THE TASK:
Where does the word "BrokenWriter" occur in the entries below? Copy every line that has it.

#### SOURCE INFORMATION ####

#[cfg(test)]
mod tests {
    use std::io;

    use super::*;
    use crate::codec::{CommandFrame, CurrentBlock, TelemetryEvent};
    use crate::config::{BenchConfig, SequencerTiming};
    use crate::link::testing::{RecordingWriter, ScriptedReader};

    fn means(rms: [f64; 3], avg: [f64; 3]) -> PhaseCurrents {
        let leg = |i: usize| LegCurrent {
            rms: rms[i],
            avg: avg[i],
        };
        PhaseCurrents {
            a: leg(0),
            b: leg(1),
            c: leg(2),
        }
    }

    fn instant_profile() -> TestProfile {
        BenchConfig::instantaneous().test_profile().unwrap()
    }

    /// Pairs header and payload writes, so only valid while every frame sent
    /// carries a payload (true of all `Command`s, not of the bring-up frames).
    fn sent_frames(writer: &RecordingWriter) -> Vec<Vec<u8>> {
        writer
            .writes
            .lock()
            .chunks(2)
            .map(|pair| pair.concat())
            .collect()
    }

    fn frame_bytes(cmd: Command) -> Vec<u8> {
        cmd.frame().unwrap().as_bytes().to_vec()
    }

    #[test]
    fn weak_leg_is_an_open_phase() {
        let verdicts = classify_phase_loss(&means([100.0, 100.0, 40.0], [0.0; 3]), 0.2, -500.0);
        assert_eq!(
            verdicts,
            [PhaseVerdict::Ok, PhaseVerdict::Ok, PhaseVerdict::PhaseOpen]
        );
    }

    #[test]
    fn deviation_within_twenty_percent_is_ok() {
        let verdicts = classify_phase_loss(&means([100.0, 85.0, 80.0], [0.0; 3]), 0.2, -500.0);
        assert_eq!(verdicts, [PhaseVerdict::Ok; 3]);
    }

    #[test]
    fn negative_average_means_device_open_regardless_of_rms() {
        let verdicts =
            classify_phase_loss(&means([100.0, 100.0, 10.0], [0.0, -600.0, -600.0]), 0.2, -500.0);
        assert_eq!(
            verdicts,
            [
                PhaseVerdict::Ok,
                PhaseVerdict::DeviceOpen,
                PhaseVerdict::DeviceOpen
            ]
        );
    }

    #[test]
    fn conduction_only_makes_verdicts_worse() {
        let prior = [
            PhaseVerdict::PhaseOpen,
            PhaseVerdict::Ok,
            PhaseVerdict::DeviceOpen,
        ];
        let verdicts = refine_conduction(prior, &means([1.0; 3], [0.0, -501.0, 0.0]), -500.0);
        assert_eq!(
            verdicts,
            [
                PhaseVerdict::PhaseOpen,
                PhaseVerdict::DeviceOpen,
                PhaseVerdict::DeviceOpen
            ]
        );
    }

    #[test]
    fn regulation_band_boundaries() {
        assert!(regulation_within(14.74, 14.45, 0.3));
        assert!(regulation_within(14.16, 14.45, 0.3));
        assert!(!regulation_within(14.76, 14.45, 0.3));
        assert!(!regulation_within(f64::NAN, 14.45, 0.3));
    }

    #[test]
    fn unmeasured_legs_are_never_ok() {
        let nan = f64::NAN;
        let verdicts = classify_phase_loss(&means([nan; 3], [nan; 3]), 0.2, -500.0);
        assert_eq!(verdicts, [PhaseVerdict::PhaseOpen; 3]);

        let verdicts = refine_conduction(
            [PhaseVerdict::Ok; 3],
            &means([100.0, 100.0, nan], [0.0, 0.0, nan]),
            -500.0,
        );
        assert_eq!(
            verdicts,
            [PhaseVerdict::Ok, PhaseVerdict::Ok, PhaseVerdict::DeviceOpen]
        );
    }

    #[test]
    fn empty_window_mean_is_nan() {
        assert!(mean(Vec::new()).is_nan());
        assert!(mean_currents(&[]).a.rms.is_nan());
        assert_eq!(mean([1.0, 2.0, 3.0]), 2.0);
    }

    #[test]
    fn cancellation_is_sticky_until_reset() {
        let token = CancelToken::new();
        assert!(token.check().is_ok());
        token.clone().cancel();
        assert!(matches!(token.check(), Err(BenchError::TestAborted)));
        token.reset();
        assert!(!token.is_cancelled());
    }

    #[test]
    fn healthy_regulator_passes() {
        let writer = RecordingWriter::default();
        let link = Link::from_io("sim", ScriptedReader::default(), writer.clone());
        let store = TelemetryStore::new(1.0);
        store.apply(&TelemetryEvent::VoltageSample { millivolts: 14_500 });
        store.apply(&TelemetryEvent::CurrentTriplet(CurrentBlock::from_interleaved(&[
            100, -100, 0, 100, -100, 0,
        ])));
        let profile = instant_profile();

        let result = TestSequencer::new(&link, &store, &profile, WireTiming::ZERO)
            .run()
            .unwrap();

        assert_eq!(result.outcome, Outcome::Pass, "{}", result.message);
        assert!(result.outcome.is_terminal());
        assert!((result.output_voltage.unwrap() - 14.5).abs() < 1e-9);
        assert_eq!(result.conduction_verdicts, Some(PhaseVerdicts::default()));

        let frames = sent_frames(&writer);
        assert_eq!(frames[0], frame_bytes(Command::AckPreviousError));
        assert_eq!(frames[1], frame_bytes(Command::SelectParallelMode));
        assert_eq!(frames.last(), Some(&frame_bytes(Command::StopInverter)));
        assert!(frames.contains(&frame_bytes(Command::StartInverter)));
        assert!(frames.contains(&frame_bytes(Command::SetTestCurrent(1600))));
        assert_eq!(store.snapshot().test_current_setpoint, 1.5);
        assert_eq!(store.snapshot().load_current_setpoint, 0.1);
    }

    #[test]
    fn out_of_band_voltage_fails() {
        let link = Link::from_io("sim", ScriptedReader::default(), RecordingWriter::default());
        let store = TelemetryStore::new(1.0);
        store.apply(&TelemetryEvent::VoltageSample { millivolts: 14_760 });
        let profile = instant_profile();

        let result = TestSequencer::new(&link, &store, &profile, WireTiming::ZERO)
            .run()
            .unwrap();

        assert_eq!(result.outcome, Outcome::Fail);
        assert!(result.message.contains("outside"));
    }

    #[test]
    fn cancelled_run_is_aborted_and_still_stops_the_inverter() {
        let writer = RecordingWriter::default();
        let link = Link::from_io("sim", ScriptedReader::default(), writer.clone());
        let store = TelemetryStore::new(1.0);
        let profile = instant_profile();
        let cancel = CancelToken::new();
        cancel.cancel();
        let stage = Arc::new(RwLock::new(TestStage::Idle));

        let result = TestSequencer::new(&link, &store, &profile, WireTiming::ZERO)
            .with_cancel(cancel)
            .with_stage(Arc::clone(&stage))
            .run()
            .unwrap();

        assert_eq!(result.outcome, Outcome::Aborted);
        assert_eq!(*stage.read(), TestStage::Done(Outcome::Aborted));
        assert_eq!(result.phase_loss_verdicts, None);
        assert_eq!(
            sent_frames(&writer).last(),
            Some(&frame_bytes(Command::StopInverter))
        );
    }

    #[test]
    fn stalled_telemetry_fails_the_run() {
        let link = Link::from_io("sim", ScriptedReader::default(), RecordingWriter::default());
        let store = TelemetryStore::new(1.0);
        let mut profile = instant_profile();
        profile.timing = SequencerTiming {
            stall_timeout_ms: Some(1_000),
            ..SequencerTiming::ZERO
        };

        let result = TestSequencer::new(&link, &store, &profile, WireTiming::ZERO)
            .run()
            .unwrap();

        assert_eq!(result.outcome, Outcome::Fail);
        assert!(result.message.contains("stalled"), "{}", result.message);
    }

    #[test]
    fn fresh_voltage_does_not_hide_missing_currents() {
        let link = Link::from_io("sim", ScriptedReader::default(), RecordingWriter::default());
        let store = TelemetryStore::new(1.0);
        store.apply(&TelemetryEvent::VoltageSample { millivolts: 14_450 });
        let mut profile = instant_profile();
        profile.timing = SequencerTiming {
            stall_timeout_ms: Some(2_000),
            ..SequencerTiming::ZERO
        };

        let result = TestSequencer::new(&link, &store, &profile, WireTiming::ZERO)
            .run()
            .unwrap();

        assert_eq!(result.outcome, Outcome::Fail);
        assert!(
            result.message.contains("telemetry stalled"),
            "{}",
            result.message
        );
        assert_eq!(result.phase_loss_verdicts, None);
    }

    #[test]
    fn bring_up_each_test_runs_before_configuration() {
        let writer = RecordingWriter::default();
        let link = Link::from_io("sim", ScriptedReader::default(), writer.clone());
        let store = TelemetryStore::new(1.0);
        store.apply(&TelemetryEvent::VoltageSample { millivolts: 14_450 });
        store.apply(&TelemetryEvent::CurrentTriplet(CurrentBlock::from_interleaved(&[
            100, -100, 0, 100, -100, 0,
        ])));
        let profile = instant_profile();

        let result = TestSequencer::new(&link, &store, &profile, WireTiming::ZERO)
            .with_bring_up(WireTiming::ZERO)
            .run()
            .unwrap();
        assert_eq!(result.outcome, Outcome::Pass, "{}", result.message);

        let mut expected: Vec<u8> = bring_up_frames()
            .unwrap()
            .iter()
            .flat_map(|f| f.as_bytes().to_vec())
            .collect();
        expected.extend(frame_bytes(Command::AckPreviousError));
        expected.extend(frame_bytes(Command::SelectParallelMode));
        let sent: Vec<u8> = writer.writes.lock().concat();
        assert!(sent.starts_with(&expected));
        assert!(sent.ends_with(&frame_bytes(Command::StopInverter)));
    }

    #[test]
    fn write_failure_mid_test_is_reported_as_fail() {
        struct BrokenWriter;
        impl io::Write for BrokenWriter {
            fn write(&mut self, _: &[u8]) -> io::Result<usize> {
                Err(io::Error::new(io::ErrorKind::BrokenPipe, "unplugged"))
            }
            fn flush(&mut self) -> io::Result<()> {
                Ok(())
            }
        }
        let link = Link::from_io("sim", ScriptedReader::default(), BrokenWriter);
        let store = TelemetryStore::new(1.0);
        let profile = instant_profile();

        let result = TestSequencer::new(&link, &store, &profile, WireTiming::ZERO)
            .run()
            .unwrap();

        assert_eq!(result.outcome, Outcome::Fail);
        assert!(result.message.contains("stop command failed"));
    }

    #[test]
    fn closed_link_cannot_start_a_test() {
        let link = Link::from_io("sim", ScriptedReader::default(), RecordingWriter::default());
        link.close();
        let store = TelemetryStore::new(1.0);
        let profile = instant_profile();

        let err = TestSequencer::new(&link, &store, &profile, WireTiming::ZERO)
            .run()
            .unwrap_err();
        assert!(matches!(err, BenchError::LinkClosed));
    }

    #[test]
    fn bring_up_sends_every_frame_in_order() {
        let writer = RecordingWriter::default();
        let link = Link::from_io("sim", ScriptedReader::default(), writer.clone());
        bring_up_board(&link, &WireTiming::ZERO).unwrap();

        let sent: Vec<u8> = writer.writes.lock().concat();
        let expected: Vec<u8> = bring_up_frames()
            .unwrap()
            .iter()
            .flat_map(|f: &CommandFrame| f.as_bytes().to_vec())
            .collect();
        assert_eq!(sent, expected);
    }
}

####

ANSWER BELOW:
        struct BrokenWriter;
        impl io::Write for BrokenWriter {
        let link = Link::from_io("sim", ScriptedReader::default(), BrokenWriter);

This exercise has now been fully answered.